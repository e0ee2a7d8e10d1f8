use crate::cli::Context;
use crate::cli::parser::Commands;
use crate::core::backup::BackupLogic;
use crate::errors::AppResult;

pub fn handle(cmd: &Commands, ctx: &Context) -> AppResult<()> {
    if let Commands::Backup {
        file,
        compress,
        force,
    } = cmd
    {
        let pool = ctx.open()?;
        BackupLogic::backup(&pool, &ctx.cfg.database, file, *compress, *force)?;
    }

    Ok(())
}
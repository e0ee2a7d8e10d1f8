pub mod adjustments;
pub mod initialize;
pub mod log;
pub mod migrate;
pub mod pool;
pub mod queries;
pub mod settings;
pub mod stats;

^^^^^^^^

Set the records above down again, exactly as they read.

repository e0ee2a7d8e10d1f8
use crate::cli::Context;
use crate::cli::parser::Commands;
use crate::core::backup::BackupLogic;
use crate::errors::AppResult;

pub fn handle(cmd: &Commands, ctx: &Context) -> AppResult<()> {
    if let Commands::Backup {
        file,
        compress,
        force,
    } = cmd
    {
        let pool = ctx.open()?;
        BackupLogic::backup(&pool, &ctx.cfg.database, file, *compress, *force)?;
    }

    Ok(())
}
repository e0ee2a7d8e10d1f8
pub mod adjustments;
pub mod initialize;
pub mod log;
pub mod migrate;
pub mod pool;
pub mod queries;
pub mod settings;
pub mod stats;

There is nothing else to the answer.